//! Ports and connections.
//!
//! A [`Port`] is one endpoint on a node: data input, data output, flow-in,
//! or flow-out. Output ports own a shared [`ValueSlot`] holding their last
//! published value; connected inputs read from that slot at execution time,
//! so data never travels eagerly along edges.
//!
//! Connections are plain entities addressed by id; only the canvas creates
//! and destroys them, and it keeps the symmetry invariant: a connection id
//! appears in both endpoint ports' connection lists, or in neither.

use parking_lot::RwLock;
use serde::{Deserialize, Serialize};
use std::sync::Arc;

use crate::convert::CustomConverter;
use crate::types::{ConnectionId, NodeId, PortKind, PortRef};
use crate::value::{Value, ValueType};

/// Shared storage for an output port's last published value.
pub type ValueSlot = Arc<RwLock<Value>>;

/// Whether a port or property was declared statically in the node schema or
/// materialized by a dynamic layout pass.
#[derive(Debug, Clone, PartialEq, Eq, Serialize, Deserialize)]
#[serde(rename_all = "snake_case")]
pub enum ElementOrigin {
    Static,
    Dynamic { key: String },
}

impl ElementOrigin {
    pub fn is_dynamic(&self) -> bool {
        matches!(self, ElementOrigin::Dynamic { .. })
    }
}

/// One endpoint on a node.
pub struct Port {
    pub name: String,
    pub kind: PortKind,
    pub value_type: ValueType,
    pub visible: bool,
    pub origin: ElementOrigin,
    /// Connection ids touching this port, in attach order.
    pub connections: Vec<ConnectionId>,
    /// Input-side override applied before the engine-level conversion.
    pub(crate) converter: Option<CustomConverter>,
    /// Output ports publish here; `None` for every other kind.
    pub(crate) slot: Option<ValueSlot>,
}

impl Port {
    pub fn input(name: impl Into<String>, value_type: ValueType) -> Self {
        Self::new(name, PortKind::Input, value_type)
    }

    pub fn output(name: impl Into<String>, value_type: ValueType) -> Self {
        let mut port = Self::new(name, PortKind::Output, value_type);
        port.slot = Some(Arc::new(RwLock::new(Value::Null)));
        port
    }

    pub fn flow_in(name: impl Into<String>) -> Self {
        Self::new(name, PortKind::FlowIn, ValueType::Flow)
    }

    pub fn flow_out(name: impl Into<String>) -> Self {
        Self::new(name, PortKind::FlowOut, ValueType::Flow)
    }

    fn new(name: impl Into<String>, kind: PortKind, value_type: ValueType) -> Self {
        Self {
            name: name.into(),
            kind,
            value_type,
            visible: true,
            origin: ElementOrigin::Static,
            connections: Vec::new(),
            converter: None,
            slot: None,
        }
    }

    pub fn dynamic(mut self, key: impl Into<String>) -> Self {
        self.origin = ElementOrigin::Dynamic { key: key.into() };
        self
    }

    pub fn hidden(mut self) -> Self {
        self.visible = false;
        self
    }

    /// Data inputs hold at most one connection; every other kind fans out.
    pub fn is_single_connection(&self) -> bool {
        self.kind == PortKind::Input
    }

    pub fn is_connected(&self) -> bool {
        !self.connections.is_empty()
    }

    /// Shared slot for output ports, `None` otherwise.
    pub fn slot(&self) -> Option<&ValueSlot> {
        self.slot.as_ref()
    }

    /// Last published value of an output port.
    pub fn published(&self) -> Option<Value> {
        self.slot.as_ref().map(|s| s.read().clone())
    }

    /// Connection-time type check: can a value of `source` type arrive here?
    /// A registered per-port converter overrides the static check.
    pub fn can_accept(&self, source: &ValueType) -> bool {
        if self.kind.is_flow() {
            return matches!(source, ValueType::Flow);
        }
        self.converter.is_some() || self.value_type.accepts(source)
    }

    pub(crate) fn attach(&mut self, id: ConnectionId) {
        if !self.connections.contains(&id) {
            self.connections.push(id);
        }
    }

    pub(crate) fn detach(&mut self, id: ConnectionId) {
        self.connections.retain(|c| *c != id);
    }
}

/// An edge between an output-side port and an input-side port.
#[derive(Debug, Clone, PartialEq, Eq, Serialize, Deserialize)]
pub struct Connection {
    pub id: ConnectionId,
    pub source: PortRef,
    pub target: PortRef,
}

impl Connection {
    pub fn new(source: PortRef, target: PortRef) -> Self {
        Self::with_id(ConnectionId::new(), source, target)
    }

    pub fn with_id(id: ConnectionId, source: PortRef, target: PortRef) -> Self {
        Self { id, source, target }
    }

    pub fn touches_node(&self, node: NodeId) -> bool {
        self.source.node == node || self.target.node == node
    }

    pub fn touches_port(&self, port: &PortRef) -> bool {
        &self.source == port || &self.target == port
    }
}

========================================================================

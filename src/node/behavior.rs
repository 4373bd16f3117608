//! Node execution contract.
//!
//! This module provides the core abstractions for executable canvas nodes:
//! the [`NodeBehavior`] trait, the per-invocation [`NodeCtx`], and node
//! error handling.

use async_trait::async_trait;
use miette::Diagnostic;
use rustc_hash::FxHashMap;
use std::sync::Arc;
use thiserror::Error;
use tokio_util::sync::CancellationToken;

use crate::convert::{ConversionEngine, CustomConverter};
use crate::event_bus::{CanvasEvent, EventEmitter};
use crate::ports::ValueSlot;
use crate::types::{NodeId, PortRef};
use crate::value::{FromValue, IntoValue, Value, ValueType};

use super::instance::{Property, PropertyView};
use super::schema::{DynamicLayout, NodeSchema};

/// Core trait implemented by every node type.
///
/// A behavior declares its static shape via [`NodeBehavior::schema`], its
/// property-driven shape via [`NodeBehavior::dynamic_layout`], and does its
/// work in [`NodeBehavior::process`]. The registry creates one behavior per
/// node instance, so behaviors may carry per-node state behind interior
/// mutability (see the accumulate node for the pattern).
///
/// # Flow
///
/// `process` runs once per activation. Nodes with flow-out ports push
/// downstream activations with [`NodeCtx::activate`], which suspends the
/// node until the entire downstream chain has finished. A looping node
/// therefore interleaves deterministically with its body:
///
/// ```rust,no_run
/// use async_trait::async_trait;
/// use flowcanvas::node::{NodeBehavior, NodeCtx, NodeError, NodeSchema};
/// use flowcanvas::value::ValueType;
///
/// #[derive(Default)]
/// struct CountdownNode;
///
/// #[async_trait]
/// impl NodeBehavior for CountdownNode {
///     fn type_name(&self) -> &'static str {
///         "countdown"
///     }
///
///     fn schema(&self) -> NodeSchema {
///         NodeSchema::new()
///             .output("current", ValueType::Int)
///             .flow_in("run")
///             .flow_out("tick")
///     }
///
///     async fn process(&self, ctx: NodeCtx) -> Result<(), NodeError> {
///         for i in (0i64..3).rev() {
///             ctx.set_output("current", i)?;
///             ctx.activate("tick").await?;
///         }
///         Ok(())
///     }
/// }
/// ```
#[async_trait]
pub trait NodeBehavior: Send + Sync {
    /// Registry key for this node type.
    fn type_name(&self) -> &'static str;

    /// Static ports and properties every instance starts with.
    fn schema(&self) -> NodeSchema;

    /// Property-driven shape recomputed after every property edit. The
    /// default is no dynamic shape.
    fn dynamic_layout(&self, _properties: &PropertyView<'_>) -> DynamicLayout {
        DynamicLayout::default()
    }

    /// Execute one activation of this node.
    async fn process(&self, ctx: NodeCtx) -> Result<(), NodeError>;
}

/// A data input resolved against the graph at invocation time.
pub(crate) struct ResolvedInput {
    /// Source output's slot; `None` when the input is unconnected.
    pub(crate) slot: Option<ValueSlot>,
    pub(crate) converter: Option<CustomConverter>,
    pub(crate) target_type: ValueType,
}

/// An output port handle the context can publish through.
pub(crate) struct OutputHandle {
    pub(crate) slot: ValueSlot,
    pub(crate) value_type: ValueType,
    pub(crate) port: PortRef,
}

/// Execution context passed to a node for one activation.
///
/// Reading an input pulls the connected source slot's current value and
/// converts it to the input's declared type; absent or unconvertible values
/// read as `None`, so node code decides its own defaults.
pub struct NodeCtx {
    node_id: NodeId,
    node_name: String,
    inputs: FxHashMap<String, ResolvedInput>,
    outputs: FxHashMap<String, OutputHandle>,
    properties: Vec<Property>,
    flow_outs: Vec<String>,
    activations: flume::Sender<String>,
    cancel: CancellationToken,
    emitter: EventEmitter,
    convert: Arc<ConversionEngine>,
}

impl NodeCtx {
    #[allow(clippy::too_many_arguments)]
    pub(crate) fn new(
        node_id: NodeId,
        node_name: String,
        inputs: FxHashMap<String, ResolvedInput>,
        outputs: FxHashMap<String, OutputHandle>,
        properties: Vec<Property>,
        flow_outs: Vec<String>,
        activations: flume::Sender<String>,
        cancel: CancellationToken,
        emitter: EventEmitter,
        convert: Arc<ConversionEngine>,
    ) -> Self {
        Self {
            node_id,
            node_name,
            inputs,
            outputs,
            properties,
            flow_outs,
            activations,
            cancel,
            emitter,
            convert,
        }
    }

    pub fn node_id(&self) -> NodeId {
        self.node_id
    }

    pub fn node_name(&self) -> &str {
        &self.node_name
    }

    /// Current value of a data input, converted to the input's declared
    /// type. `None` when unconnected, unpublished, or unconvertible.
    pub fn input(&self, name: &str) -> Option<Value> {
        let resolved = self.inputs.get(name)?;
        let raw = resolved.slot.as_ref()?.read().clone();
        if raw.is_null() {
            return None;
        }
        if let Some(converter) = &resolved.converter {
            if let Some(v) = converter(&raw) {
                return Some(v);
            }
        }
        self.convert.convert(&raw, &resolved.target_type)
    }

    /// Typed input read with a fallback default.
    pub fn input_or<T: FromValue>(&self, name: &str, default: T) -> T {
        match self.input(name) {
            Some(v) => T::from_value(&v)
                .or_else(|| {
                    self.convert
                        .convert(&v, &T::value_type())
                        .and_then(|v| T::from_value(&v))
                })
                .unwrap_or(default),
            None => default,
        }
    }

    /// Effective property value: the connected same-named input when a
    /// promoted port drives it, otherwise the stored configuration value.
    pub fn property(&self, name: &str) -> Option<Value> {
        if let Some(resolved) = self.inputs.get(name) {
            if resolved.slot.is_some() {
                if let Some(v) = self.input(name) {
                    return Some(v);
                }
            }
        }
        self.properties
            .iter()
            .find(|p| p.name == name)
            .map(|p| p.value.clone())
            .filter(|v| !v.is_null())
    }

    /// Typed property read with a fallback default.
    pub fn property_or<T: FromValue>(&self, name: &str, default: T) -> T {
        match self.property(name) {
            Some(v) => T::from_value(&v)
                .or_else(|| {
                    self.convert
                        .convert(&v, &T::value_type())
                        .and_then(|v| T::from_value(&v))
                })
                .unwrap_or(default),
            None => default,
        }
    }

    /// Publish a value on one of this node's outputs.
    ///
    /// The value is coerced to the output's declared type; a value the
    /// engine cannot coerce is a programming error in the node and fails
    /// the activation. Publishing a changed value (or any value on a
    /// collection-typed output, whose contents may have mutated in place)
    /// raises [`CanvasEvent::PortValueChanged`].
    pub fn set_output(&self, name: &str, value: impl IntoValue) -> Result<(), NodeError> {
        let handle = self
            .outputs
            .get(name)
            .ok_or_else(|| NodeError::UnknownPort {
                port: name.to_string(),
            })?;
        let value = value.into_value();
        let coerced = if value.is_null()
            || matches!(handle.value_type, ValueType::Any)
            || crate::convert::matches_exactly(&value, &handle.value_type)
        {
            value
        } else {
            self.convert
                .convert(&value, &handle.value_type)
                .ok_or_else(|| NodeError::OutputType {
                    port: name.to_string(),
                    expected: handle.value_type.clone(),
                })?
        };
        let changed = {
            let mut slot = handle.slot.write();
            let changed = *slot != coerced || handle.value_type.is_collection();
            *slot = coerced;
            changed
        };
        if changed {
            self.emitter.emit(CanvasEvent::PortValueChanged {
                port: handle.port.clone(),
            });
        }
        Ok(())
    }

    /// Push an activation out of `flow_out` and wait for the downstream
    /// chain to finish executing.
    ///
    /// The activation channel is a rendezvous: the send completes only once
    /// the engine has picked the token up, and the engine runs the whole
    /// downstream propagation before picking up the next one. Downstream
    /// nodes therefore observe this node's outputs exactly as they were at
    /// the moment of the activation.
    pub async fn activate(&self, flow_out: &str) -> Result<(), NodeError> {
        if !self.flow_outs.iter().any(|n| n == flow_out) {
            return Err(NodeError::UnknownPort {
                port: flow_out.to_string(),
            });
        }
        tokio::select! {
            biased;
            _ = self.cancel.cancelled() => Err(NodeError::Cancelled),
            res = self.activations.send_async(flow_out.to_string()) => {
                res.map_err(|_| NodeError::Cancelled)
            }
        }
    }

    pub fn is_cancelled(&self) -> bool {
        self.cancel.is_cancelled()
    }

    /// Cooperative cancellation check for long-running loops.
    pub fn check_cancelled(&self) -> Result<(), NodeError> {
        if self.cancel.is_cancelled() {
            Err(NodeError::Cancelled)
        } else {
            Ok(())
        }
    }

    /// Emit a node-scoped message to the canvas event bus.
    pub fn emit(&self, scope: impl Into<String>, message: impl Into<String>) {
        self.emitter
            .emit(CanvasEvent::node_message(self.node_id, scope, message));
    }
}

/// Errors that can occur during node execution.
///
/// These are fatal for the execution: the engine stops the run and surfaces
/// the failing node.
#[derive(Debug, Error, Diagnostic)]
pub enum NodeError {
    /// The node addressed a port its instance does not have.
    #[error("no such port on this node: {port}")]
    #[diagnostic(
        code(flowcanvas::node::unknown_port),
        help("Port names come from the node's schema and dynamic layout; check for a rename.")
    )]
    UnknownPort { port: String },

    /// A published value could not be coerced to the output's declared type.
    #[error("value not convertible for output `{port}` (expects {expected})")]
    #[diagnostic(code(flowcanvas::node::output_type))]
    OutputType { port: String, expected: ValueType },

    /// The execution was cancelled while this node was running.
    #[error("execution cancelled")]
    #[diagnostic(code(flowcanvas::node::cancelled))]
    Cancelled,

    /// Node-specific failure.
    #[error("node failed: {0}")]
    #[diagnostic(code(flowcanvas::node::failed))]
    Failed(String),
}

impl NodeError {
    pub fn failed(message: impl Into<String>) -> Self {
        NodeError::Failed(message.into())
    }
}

========================================================================

## Task statement:
Lines that contain "PropertyView" are to be copied from the records above.

## Output for this task:
use super::instance::{Property, PropertyView};
    fn dynamic_layout(&self, _properties: &PropertyView<'_>) -> DynamicLayout {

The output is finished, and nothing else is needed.